> WHAT TO DO
Could you transcribe the material below exactly, without leaving out a single line?

> MATERIAL SUPPLIED
□ □ □ □ □ □ □
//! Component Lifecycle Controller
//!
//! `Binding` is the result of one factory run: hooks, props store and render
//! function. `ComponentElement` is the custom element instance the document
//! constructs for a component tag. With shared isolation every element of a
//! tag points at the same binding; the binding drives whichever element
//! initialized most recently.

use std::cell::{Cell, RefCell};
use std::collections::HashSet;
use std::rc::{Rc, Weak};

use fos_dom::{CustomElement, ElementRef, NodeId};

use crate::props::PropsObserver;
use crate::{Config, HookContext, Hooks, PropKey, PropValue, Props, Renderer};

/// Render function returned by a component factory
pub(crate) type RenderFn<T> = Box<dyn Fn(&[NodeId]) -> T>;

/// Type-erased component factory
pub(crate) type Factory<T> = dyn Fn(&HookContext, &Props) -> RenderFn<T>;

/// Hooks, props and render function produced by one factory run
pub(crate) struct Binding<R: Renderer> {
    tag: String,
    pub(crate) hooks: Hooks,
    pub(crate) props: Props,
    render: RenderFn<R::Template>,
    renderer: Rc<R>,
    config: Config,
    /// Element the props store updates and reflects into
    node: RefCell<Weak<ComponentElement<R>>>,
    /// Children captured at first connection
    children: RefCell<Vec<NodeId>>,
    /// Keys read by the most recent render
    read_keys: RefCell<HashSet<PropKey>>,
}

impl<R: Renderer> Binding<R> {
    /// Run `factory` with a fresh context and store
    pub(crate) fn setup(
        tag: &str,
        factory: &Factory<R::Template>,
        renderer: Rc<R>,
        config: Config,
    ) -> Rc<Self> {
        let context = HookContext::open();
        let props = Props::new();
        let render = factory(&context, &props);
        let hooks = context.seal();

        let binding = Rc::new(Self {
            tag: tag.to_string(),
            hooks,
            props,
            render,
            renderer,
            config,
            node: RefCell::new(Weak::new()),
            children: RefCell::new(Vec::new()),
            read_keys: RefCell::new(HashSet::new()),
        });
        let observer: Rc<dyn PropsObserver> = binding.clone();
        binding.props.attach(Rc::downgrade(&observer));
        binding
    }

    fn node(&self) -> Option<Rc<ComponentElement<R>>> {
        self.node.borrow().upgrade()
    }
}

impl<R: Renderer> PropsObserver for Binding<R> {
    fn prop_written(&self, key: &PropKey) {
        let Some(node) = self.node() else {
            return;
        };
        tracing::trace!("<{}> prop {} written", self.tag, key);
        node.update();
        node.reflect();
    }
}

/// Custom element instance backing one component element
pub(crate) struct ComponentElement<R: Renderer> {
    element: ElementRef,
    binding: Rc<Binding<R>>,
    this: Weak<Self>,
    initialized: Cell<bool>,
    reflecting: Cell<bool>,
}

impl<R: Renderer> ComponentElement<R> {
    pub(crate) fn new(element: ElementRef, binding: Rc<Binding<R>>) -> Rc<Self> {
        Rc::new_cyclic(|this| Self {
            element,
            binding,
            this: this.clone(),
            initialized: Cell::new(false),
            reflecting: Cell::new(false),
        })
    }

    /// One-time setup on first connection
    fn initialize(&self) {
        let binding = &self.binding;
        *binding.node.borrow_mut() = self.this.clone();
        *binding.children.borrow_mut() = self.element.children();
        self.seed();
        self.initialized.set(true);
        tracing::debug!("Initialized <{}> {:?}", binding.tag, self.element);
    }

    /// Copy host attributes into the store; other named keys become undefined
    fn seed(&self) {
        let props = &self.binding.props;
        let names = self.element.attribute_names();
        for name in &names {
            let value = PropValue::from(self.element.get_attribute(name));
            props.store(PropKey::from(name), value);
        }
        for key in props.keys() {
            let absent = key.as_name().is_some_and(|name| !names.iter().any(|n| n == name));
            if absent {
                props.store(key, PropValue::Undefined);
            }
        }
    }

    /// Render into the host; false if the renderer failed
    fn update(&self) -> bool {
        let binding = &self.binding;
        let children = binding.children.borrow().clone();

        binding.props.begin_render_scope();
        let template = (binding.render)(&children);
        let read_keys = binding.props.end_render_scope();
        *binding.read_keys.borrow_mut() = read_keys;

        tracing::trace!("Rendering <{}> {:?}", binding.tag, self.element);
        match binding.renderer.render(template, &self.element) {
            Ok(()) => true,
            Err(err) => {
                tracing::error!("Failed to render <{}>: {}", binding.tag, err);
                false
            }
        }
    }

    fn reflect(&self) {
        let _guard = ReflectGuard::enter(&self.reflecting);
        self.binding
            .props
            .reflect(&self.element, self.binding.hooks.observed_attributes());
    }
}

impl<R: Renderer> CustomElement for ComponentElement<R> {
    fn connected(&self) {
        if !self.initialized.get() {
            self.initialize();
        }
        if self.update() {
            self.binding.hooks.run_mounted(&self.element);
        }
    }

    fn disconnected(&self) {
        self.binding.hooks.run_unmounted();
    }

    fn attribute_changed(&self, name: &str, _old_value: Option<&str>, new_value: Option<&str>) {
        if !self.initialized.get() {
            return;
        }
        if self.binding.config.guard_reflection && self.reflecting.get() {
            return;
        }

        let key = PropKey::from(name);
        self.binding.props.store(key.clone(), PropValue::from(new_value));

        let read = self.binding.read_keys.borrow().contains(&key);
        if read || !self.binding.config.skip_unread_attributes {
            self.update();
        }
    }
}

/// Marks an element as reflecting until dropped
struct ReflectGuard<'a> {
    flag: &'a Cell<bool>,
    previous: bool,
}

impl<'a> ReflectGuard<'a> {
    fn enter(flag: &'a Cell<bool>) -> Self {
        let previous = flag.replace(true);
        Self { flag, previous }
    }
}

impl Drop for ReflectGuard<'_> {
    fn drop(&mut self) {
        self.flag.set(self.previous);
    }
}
□ □ □ □ □ □ □
> SOLVED PROBLEM
//! Component Lifecycle Controller
//!
//! `Binding` is the result of one factory run: hooks, props store and render
//! function. `ComponentElement` is the custom element instance the document
//! constructs for a component tag. With shared isolation every element of a
//! tag points at the same binding; the binding drives whichever element
//! initialized most recently.

use std::cell::{Cell, RefCell};
use std::collections::HashSet;
use std::rc::{Rc, Weak};

use fos_dom::{CustomElement, ElementRef, NodeId};

use crate::props::PropsObserver;
use crate::{Config, HookContext, Hooks, PropKey, PropValue, Props, Renderer};

/// Render function returned by a component factory
pub(crate) type RenderFn<T> = Box<dyn Fn(&[NodeId]) -> T>;

/// Type-erased component factory
pub(crate) type Factory<T> = dyn Fn(&HookContext, &Props) -> RenderFn<T>;

/// Hooks, props and render function produced by one factory run
pub(crate) struct Binding<R: Renderer> {
    tag: String,
    pub(crate) hooks: Hooks,
    pub(crate) props: Props,
    render: RenderFn<R::Template>,
    renderer: Rc<R>,
    config: Config,
    /// Element the props store updates and reflects into
    node: RefCell<Weak<ComponentElement<R>>>,
    /// Children captured at first connection
    children: RefCell<Vec<NodeId>>,
    /// Keys read by the most recent render
    read_keys: RefCell<HashSet<PropKey>>,
}

impl<R: Renderer> Binding<R> {
    /// Run `factory` with a fresh context and store
    pub(crate) fn setup(
        tag: &str,
        factory: &Factory<R::Template>,
        renderer: Rc<R>,
        config: Config,
    ) -> Rc<Self> {
        let context = HookContext::open();
        let props = Props::new();
        let render = factory(&context, &props);
        let hooks = context.seal();

        let binding = Rc::new(Self {
            tag: tag.to_string(),
            hooks,
            props,
            render,
            renderer,
            config,
            node: RefCell::new(Weak::new()),
            children: RefCell::new(Vec::new()),
            read_keys: RefCell::new(HashSet::new()),
        });
        let observer: Rc<dyn PropsObserver> = binding.clone();
        binding.props.attach(Rc::downgrade(&observer));
        binding
    }

    fn node(&self) -> Option<Rc<ComponentElement<R>>> {
        self.node.borrow().upgrade()
    }
}

impl<R: Renderer> PropsObserver for Binding<R> {
    fn prop_written(&self, key: &PropKey) {
        let Some(node) = self.node() else {
            return;
        };
        tracing::trace!("<{}> prop {} written", self.tag, key);
        node.update();
        node.reflect();
    }
}

/// Custom element instance backing one component element
pub(crate) struct ComponentElement<R: Renderer> {
    element: ElementRef,
    binding: Rc<Binding<R>>,
    this: Weak<Self>,
    initialized: Cell<bool>,
    reflecting: Cell<bool>,
}

impl<R: Renderer> ComponentElement<R> {
    pub(crate) fn new(element: ElementRef, binding: Rc<Binding<R>>) -> Rc<Self> {
        Rc::new_cyclic(|this| Self {
            element,
            binding,
            this: this.clone(),
            initialized: Cell::new(false),
            reflecting: Cell::new(false),
        })
    }

    /// One-time setup on first connection
    fn initialize(&self) {
        let binding = &self.binding;
        *binding.node.borrow_mut() = self.this.clone();
        *binding.children.borrow_mut() = self.element.children();
        self.seed();
        self.initialized.set(true);
        tracing::debug!("Initialized <{}> {:?}", binding.tag, self.element);
    }

    /// Copy host attributes into the store; other named keys become undefined
    fn seed(&self) {
        let props = &self.binding.props;
        let names = self.element.attribute_names();
        for name in &names {
            let value = PropValue::from(self.element.get_attribute(name));
            props.store(PropKey::from(name), value);
        }
        for key in props.keys() {
            let absent = key.as_name().is_some_and(|name| !names.iter().any(|n| n == name));
            if absent {
                props.store(key, PropValue::Undefined);
            }
        }
    }

    /// Render into the host; false if the renderer failed
    fn update(&self) -> bool {
        let binding = &self.binding;
        let children = binding.children.borrow().clone();

        binding.props.begin_render_scope();
        let template = (binding.render)(&children);
        let read_keys = binding.props.end_render_scope();
        *binding.read_keys.borrow_mut() = read_keys;

        tracing::trace!("Rendering <{}> {:?}", binding.tag, self.element);
        match binding.renderer.render(template, &self.element) {
            Ok(()) => true,
            Err(err) => {
                tracing::error!("Failed to render <{}>: {}", binding.tag, err);
                false
            }
        }
    }

    fn reflect(&self) {
        let _guard = ReflectGuard::enter(&self.reflecting);
        self.binding
            .props
            .reflect(&self.element, self.binding.hooks.observed_attributes());
    }
}

impl<R: Renderer> CustomElement for ComponentElement<R> {
    fn connected(&self) {
        if !self.initialized.get() {
            self.initialize();
        }
        if self.update() {
            self.binding.hooks.run_mounted(&self.element);
        }
    }

    fn disconnected(&self) {
        self.binding.hooks.run_unmounted();
    }

    fn attribute_changed(&self, name: &str, _old_value: Option<&str>, new_value: Option<&str>) {
        if !self.initialized.get() {
            return;
        }
        if self.binding.config.guard_reflection && self.reflecting.get() {
            return;
        }

        let key = PropKey::from(name);
        self.binding.props.store(key.clone(), PropValue::from(new_value));

        let read = self.binding.read_keys.borrow().contains(&key);
        if read || !self.binding.config.skip_unread_attributes {
            self.update();
        }
    }
}

/// Marks an element as reflecting until dropped
struct ReflectGuard<'a> {
    flag: &'a Cell<bool>,
    previous: bool,
}

impl<'a> ReflectGuard<'a> {
    fn enter(flag: &'a Cell<bool>) -> Self {
        let previous = flag.replace(true);
        Self { flag, previous }
    }
}

impl Drop for ReflectGuard<'_> {
    fn drop(&mut self) {
        self.flag.set(self.previous);
    }
}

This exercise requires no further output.